__Given data__:
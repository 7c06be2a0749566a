use std::collections::{BTreeMap, BTreeSet};
use std::sync::Arc;

use dashmap::DashMap;

use crate::{CollectionLayout, CollectionStore, IndexError};

/// One [`CollectionStore`] per dimensionality, created on first demand and
/// kept for the life of the registry.
#[derive(Debug)]
pub struct StoreRegistry {
    layout: CollectionLayout,
    stores: DashMap<usize, Arc<CollectionStore>>,
}

impl StoreRegistry {
    pub fn new(layout: CollectionLayout) -> Self {
        Self {
            layout,
            stores: DashMap::new(),
        }
    }

    pub fn layout(&self) -> &CollectionLayout {
        &self.layout
    }

    /// Dimensionalities with backing files on disk. Probed on every call so a
    /// collection dropped in after startup becomes visible.
    pub fn available_dimensions(&self) -> BTreeSet<usize> {
        self.layout.available_dimensions()
    }

    /// Store handle for `dimension`, not necessarily loaded.
    pub fn store(&self, dimension: usize) -> Result<Arc<CollectionStore>, IndexError> {
        if let Some(store) = self.stores.get(&dimension) {
            return Ok(Arc::clone(store.value()));
        }
        let store = CollectionStore::from_layout(&self.layout, dimension)?;
        let entry = self
            .stores
            .entry(dimension)
            .or_insert_with(|| Arc::new(store));
        Ok(Arc::clone(entry.value()))
    }

    /// Store for `dimension`, loading it on first use.
    pub async fn get_or_load(&self, dimension: usize) -> Result<Arc<CollectionStore>, IndexError> {
        let store = self.store(dimension)?;
        store.load().await?;
        Ok(store)
    }

    /// Document counts of every loaded store, for health reporting.
    pub fn loaded(&self) -> BTreeMap<usize, usize> {
        self.stores
            .iter()
            .filter(|entry| entry.value().is_loaded())
            .map(|entry| (*entry.key(), entry.value().count()))
            .collect()
    }
}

__Task brief__: Transcribe the lines from the first line of the records through the line that contains "#[derive(Debug)]", both included, and add nothing else.

__Task result__:
repository 7c06be2a0749566a
use std::collections::{BTreeMap, BTreeSet};
use std::sync::Arc;

use dashmap::DashMap;

use crate::{CollectionLayout, CollectionStore, IndexError};

/// One [`CollectionStore`] per dimensionality, created on first demand and
/// kept for the life of the registry.
#[derive(Debug)]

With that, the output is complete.